[[ Data to process open ]]

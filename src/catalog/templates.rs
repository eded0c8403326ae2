//! # Template Catalog
//!
//! Static list of layout/visual-style descriptors. Templates are fixed at
//! compile time; only the selected id is persisted.

use std::fmt;

/// Grouping shown in the template picker.
#[derive(Debug, Clone, Copy, PartialEq, Eq)]
pub enum TemplateCategory {
    Modern,
    Classic,
    Creative,
    Minimal,
    Professional,
}

impl fmt::Display for TemplateCategory {
    fn fmt(&self, f: &mut fmt::Formatter<'_>) -> fmt::Result {
        let label = match self {
            TemplateCategory::Modern => "Modern",
            TemplateCategory::Classic => "Classic",
            TemplateCategory::Creative => "Creative",
            TemplateCategory::Minimal => "Minimal",
            TemplateCategory::Professional => "Professional",
        };
        f.write_str(label)
    }
}

/// How a template arranges the resume sections.
#[derive(Debug, Clone, Copy, PartialEq, Eq)]
pub enum LayoutKind {
    SingleColumn,
    TwoColumn,
    Sidebar,
    HeaderFocus,
}

impl LayoutKind {
    /// Two-column and sidebar templates share the sidebar layout strategy;
    /// everything else renders single-column.
    pub fn uses_sidebar(self) -> bool {
        matches!(self, LayoutKind::TwoColumn | LayoutKind::Sidebar)
    }
}

/// One selectable template. `preview` is the swatch gradient shown in the
/// picker, unrelated to the active theme.
#[derive(Debug, Clone, Copy, PartialEq, Eq)]
pub struct TemplateDescriptor {
    pub id: &'static str,
    pub name: &'static str,
    pub description: &'static str,
    pub category: TemplateCategory,
    pub preview: (&'static str, &'static str),
    pub layout: LayoutKind,
    pub features: &'static [&'static str],
}

/// The template applied when nothing is stored.
pub const DEFAULT_TEMPLATE_ID: &str = "modern-professional";

static TEMPLATES: [TemplateDescriptor; 12] = [
    TemplateDescriptor {
        id: "modern-professional",
        name: "Modern Professional",
        description: "Clean, modern design perfect for tech and business professionals",
        category: TemplateCategory::Modern,
        preview: ("#667eea", "#764ba2"),
        layout: LayoutKind::SingleColumn,
        features: &[
            "Clean typography",
            "Skill bars",
            "Modern icons",
            "Professional layout",
        ],
    },
    TemplateDescriptor {
        id: "executive-classic",
        name: "Executive Classic",
        description: "Traditional, elegant design for senior executives and managers",
        category: TemplateCategory::Classic,
        preview: ("#2c3e50", "#34495e"),
        layout: LayoutKind::SingleColumn,
        features: &[
            "Traditional layout",
            "Elegant typography",
            "Conservative design",
            "Executive focus",
        ],
    },
    TemplateDescriptor {
        id: "creative-designer",
        name: "Creative Designer",
        description: "Bold, creative layout perfect for designers and creative professionals",
        category: TemplateCategory::Creative,
        preview: ("#ff6b6b", "#ee5a24"),
        layout: LayoutKind::TwoColumn,
        features: &[
            "Creative layout",
            "Bold colors",
            "Visual elements",
            "Portfolio focus",
        ],
    },
    TemplateDescriptor {
        id: "minimal-clean",
        name: "Minimal Clean",
        description: "Ultra-clean, minimal design focusing on content over decoration",
        category: TemplateCategory::Minimal,
        preview: ("#f8f9fa", "#e9ecef"),
        layout: LayoutKind::SingleColumn,
        features: &[
            "Minimal design",
            "Focus on content",
            "Clean lines",
            "Subtle accents",
        ],
    },
    TemplateDescriptor {
        id: "tech-innovator",
        name: "Tech Innovator",
        description: "Modern tech-focused design with clean lines and tech aesthetics",
        category: TemplateCategory::Modern,
        preview: ("#00d2ff", "#3a7bd5"),
        layout: LayoutKind::Sidebar,
        features: &[
            "Tech aesthetic",
            "Sidebar layout",
            "Modern icons",
            "Skill visualization",
        ],
    },
    TemplateDescriptor {
        id: "corporate-blue",
        name: "Corporate Blue",
        description: "Professional corporate design in classic blue theme",
        category: TemplateCategory::Professional,
        preview: ("#1e3c72", "#2a5298"),
        layout: LayoutKind::HeaderFocus,
        features: &[
            "Corporate style",
            "Professional blue",
            "Header emphasis",
            "Business focused",
        ],
    },
    TemplateDescriptor {
        id: "creative-purple",
        name: "Creative Purple",
        description: "Vibrant purple theme for creative and marketing professionals",
        category: TemplateCategory::Creative,
        preview: ("#667eea", "#764ba2"),
        layout: LayoutKind::TwoColumn,
        features: &[
            "Purple theme",
            "Creative layout",
            "Visual hierarchy",
            "Modern design",
        ],
    },
    TemplateDescriptor {
        id: "elegant-green",
        name: "Elegant Green",
        description: "Sophisticated green design for environmental and consulting roles",
        category: TemplateCategory::Professional,
        preview: ("#11998e", "#38ef7d"),
        layout: LayoutKind::SingleColumn,
        features: &[
            "Green theme",
            "Elegant design",
            "Professional layout",
            "Sophisticated",
        ],
    },
    TemplateDescriptor {
        id: "startup-orange",
        name: "Startup Orange",
        description: "Dynamic orange theme perfect for startup and entrepreneurial roles",
        category: TemplateCategory::Modern,
        preview: ("#ff9a9e", "#fecfef"),
        layout: LayoutKind::Sidebar,
        features: &[
            "Orange theme",
            "Dynamic design",
            "Startup vibe",
            "Modern layout",
        ],
    },
    TemplateDescriptor {
        id: "academic-scholar",
        name: "Academic Scholar",
        description: "Traditional academic design for researchers and educators",
        category: TemplateCategory::Classic,
        preview: ("#8360c3", "#2ebf91"),
        layout: LayoutKind::SingleColumn,
        features: &[
            "Academic style",
            "Traditional layout",
            "Research focused",
            "Scholar design",
        ],
    },
    TemplateDescriptor {
        id: "finance-gold",
        name: "Finance Gold",
        description: "Luxurious gold theme for finance and banking professionals",
        category: TemplateCategory::Professional,
        preview: ("#f093fb", "#f5576c"),
        layout: LayoutKind::HeaderFocus,
        features: &[
            "Gold accents",
            "Finance focused",
            "Luxurious design",
            "Professional",
        ],
    },
    TemplateDescriptor {
        id: "healthcare-teal",
        name: "Healthcare Teal",
        description: "Calming teal design for healthcare and medical professionals",
        category: TemplateCategory::Professional,
        preview: ("#4facfe", "#00f2fe"),
        layout: LayoutKind::TwoColumn,
        features: &[
            "Teal theme",
            "Healthcare focused",
            "Calming design",
            "Medical professional",
        ],
    },
];

/// All templates, in picker order.
pub fn all_templates() -> &'static [TemplateDescriptor] {
    &TEMPLATES
}

/// Find a template by id.
pub fn template_by_id(id: &str) -> Option<&'static TemplateDescriptor> {
    TEMPLATES.iter().find(|t| t.id == id)
}

/// Templates in the given category, in picker order.
pub fn templates_by_category(category: TemplateCategory) -> Vec<&'static TemplateDescriptor> {
    TEMPLATES.iter().filter(|t| t.category == category).collect()
}

#[cfg(test)]
mod tests {
    use super::*;

    #[test]
    fn test_twelve_templates() {
        assert_eq!(all_templates().len(), 12);
    }

    #[test]
    fn test_template_ids_are_distinct() {
        let ids: Vec<&str> = all_templates().iter().map(|t| t.id).collect();
        let mut unique = ids.clone();
        unique.sort_unstable();
        unique.dedup();
        assert_eq!(ids.len(), unique.len(), "duplicate template ids found");
    }

    #[test]
    fn test_default_template_exists() {
        let template = template_by_id(DEFAULT_TEMPLATE_ID).expect("default exists");
        assert_eq!(template.name, "Modern Professional");
        assert_eq!(template.layout, LayoutKind::SingleColumn);
    }

    #[test]
    fn test_unknown_id_yields_none() {
        assert!(template_by_id("holographic-future").is_none());
    }

    #[test]
    fn test_by_category_filters() {
        let professional = templates_by_category(TemplateCategory::Professional);
        assert_eq!(professional.len(), 4);
        assert!(professional.iter().all(|t| t.category == TemplateCategory::Professional));
    }

    #[test]
    fn test_sidebar_dispatch() {
        assert!(LayoutKind::TwoColumn.uses_sidebar());
        assert!(LayoutKind::Sidebar.uses_sidebar());
        assert!(!LayoutKind::SingleColumn.uses_sidebar());
        assert!(!LayoutKind::HeaderFocus.uses_sidebar());
    }

    #[test]
    fn test_every_template_has_features() {
        assert!(all_templates().iter().all(|t| !t.features.is_empty()));
    }
}
//! # Template Selection Store
//!
//! Persists the selected template id as `{"templateId": "…"}`.

use crate::catalog::{template_by_id, TemplateDescriptor, DEFAULT_TEMPLATE_ID};
use anyhow::{Context, Result};
use serde::{Deserialize, Serialize};
use std::fs;
use std::path::{Path, PathBuf};

#[derive(Debug, Clone, Serialize, Deserialize)]
#[serde(rename_all = "camelCase")]
struct StoredTemplate {
    template_id: String,
}

/// The active template selection, backed by one JSON file.
#[derive(Debug)]
pub struct TemplateStore {
    path: PathBuf,
    selected_id: String,
}

impl TemplateStore {
    /// Load the selection from `path`. Missing or unparseable files, and
    /// stored ids no longer in the catalog, fall back to the default
    /// template.
    pub fn load(path: &Path) -> Self {
        let selected_id = match Self::try_load(path) {
            Ok(Some(id)) if template_by_id(&id).is_some() => id,
            Ok(Some(id)) => {
                eprintln!("Warning: stored template id {id:?} is not in the catalog");
                DEFAULT_TEMPLATE_ID.to_string()
            }
            Ok(None) => DEFAULT_TEMPLATE_ID.to_string(),
            Err(e) => {
                eprintln!("Warning: discarding saved template selection: {e:#}");
                DEFAULT_TEMPLATE_ID.to_string()
            }
        };
        Self {
            path: path.to_path_buf(),
            selected_id,
        }
    }

    fn try_load(path: &Path) -> Result<Option<String>> {
        if !path.exists() {
            return Ok(None);
        }
        let contents = fs::read_to_string(path)
            .with_context(|| format!("Failed to read template file: {}", path.display()))?;
        let stored: StoredTemplate = serde_json::from_str(&contents)
            .with_context(|| format!("Failed to parse template file: {}", path.display()))?;
        Ok(Some(stored.template_id))
    }

    /// Select a template by id and persist the choice. Ids not present in
    /// the catalog are ignored silently.
    pub fn select(&mut self, id: &str) -> Result<()> {
        if template_by_id(id).is_none() {
            return Ok(());
        }
        self.selected_id = id.to_string();
        self.save()
    }

    /// The selected template's id.
    pub fn selected_id(&self) -> &str {
        &self.selected_id
    }

    /// The selected template descriptor. The id is validated on load and on
    /// select, so this always resolves; a stale id falls back to the
    /// default descriptor.
    pub fn selected(&self) -> &'static TemplateDescriptor {
        template_by_id(&self.selected_id)
            .or_else(|| template_by_id(DEFAULT_TEMPLATE_ID))
            .unwrap_or(&crate::catalog::all_templates()[0])
    }

    fn save(&self) -> Result<()> {
        let stored = StoredTemplate {
            template_id: self.selected_id.clone(),
        };
        let contents = serde_json::to_string_pretty(&stored)
            .context("Failed to serialize template selection")?;
        super::write_json(&self.path, &contents)
    }
}
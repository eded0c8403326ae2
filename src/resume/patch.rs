//! Typed partial updates for the [`Resume`] aggregate.
//!
//! The store's update operation replaces exactly one top-level field per
//! call: the personal-info block as a whole, or an entire section list.
//! Per-item edits are the section editors' concern; by the time a change
//! reaches the store it is already a whole-list replacement.

use super::model::{
    Award, Certification, Education, Experience, Language, PersonalInfo, Project, Reference,
    Resume, Skill, VolunteerEntry,
};

/// One field-replacement update. Applying a patch never touches any other
/// field of the aggregate.
#[derive(Debug, Clone, PartialEq)]
pub enum ResumePatch {
    PersonalInfo(PersonalInfo),
    Experience(Vec<Experience>),
    Education(Vec<Education>),
    Skills(Vec<Skill>),
    Projects(Vec<Project>),
    Certifications(Vec<Certification>),
    Languages(Vec<Language>),
    Awards(Vec<Award>),
    Volunteer(Vec<VolunteerEntry>),
    References(Vec<Reference>),
}

impl Resume {
    /// Replace the field named by the patch, leaving the rest untouched.
    pub fn apply(&mut self, patch: ResumePatch) {
        match patch {
            ResumePatch::PersonalInfo(info) => self.personal_info = info,
            ResumePatch::Experience(list) => self.experience = list,
            ResumePatch::Education(list) => self.education = list,
            ResumePatch::Skills(list) => self.skills = list,
            ResumePatch::Projects(list) => self.projects = list,
            ResumePatch::Certifications(list) => self.certifications = list,
            ResumePatch::Languages(list) => self.languages = list,
            ResumePatch::Awards(list) => self.awards = list,
            ResumePatch::Volunteer(list) => self.volunteer = list,
            ResumePatch::References(list) => self.references = list,
        }
    }
}

#[cfg(test)]
mod tests {
    use super::*;
    use crate::resume::model::new_id;

    #[test]
    fn test_apply_replaces_only_named_field() {
        let mut resume = Resume::default();
        resume.personal_info.first_name = "Ada".to_string();
        resume.education.push(Education {
            id: new_id(),
            institution: "Cambridge".to_string(),
            ..Education::default()
        });

        let experience = vec![Experience {
            id: new_id(),
            company: "Analytical Engines Ltd".to_string(),
            ..Experience::default()
        }];
        resume.apply(ResumePatch::Experience(experience.clone()));

        assert_eq!(resume.experience, experience);
        // Untouched fields keep their prior values.
        assert_eq!(resume.personal_info.first_name, "Ada");
        assert_eq!(resume.education.len(), 1);
    }

    #[test]
    fn test_apply_matches_manual_merge() {
        let mut via_patch = Resume::default();
        via_patch.skills.push(Skill {
            id: new_id(),
            name: "Rust".to_string(),
            ..Skill::default()
        });

        let mut manual = via_patch.clone();
        let info = PersonalInfo {
            first_name: "Grace".to_string(),
            last_name: "Hopper".to_string(),
            ..PersonalInfo::default()
        };

        via_patch.apply(ResumePatch::PersonalInfo(info.clone()));
        manual.personal_info = info;

        assert_eq!(via_patch, manual);
    }

    #[test]
    fn test_apply_empty_list_clears_section() {
        let mut resume = Resume::default();
        resume.awards.push(Award {
            id: new_id(),
            title: "Turing Award".to_string(),
            ..Award::default()
        });
        resume.apply(ResumePatch::Awards(Vec::new()));
        assert!(resume.awards.is_empty());
    }
}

[[ Data to process closed ]]

■ Exercise directions
Emit an exact copy of the lines spanning the start of the records to the line containing "fn fmt(&self, f: &mut", inclusive, and no other output.

■ Exercise response
filename src/catalog/templates.rs
repository eded0c8403326ae2
//! # Template Catalog
//!
//! Static list of layout/visual-style descriptors. Templates are fixed at
//! compile time; only the selected id is persisted.

use std::fmt;

/// Grouping shown in the template picker.
#[derive(Debug, Clone, Copy, PartialEq, Eq)]
pub enum TemplateCategory {
    Modern,
    Classic,
    Creative,
    Minimal,
    Professional,
}

impl fmt::Display for TemplateCategory {
    fn fmt(&self, f: &mut fmt::Formatter<'_>) -> fmt::Result {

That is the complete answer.